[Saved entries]
*** Begin section ***

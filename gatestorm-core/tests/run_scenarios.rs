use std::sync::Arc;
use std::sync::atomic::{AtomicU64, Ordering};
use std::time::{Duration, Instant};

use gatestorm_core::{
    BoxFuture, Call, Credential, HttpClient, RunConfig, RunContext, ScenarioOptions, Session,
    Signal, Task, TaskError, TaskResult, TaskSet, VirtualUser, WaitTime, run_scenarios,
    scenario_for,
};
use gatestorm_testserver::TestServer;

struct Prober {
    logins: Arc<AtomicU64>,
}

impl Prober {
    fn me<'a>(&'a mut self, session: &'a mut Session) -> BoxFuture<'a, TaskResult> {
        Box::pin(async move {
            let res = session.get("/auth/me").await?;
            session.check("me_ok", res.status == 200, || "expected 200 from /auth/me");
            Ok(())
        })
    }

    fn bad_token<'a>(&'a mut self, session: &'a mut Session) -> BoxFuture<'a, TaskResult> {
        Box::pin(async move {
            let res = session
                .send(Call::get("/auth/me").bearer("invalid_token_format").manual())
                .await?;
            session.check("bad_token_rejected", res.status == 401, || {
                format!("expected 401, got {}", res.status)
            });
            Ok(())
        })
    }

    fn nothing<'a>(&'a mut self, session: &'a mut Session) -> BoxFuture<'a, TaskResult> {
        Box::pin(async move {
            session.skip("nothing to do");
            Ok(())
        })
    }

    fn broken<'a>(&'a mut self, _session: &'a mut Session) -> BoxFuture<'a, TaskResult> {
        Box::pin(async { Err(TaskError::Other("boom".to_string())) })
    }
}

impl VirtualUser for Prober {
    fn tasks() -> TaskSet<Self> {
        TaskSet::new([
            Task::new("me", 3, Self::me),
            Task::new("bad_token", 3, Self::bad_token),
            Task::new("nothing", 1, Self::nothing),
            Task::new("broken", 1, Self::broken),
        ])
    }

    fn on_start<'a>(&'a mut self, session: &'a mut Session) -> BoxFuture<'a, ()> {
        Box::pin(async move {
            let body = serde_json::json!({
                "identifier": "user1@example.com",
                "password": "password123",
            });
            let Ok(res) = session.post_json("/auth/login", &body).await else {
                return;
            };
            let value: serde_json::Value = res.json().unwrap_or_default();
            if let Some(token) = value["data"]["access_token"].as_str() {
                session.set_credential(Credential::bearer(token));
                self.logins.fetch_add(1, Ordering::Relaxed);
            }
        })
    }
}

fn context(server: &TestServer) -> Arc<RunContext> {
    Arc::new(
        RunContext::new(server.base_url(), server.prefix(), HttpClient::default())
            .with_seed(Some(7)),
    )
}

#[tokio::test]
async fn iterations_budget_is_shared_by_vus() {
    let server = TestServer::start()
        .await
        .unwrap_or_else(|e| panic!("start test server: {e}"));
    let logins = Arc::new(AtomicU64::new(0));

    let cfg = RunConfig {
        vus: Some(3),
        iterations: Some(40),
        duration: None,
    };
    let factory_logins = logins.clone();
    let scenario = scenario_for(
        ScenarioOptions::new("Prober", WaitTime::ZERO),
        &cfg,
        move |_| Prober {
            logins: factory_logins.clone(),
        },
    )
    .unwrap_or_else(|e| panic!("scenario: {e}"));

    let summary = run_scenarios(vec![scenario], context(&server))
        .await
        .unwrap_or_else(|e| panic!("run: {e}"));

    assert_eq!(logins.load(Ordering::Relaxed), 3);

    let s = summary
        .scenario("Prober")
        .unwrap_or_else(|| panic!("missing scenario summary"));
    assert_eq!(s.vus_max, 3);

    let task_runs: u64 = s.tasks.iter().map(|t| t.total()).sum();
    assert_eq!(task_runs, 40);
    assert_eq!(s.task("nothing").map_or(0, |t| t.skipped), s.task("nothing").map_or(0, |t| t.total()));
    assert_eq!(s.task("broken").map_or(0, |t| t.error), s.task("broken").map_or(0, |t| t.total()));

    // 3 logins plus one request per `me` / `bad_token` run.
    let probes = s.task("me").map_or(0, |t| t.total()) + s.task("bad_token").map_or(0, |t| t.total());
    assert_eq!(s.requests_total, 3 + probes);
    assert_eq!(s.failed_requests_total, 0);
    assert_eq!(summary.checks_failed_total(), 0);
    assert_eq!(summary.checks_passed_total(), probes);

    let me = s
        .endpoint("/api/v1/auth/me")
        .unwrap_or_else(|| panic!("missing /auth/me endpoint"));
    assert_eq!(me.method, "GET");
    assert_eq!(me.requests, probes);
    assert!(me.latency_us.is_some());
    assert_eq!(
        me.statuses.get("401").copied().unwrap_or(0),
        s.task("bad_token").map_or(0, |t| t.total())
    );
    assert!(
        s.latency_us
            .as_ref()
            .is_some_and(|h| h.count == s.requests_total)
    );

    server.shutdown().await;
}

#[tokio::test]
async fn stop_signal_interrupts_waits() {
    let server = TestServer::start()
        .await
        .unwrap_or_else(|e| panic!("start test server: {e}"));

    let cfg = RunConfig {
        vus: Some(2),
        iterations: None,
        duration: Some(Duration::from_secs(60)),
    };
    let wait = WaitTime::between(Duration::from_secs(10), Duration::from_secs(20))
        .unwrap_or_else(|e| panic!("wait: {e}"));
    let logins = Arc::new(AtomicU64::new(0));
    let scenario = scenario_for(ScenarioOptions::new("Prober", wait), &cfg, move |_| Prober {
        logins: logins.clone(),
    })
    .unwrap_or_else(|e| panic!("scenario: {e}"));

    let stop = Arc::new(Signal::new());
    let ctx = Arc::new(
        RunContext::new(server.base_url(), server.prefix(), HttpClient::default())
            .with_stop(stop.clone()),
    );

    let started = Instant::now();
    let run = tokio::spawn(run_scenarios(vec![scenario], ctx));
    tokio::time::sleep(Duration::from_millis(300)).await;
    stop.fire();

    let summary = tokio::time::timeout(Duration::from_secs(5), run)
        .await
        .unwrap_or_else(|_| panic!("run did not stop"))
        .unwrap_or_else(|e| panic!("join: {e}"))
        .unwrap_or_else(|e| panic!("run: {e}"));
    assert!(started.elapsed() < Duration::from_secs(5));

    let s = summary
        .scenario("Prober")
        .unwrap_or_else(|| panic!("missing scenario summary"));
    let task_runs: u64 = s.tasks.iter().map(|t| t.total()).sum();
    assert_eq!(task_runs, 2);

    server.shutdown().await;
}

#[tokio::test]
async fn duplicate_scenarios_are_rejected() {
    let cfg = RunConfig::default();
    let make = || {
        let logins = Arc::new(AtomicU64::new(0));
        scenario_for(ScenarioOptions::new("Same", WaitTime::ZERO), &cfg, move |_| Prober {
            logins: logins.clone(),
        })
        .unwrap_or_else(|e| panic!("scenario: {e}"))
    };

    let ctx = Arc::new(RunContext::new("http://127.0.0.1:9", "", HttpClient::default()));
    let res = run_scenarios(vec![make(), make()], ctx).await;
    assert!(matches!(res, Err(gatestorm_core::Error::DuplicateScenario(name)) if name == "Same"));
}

*** End section ***

**Requirement:**
Select and copy every line from the records that includes the word "BoxFuture".

**Expected answer:**
    BoxFuture, Call, Credential, HttpClient, RunConfig, RunContext, ScenarioOptions, Session,
    fn me<'a>(&'a mut self, session: &'a mut Session) -> BoxFuture<'a, TaskResult> {
    fn bad_token<'a>(&'a mut self, session: &'a mut Session) -> BoxFuture<'a, TaskResult> {
    fn nothing<'a>(&'a mut self, session: &'a mut Session) -> BoxFuture<'a, TaskResult> {
    fn broken<'a>(&'a mut self, _session: &'a mut Session) -> BoxFuture<'a, TaskResult> {
    fn on_start<'a>(&'a mut self, session: &'a mut Session) -> BoxFuture<'a, ()> {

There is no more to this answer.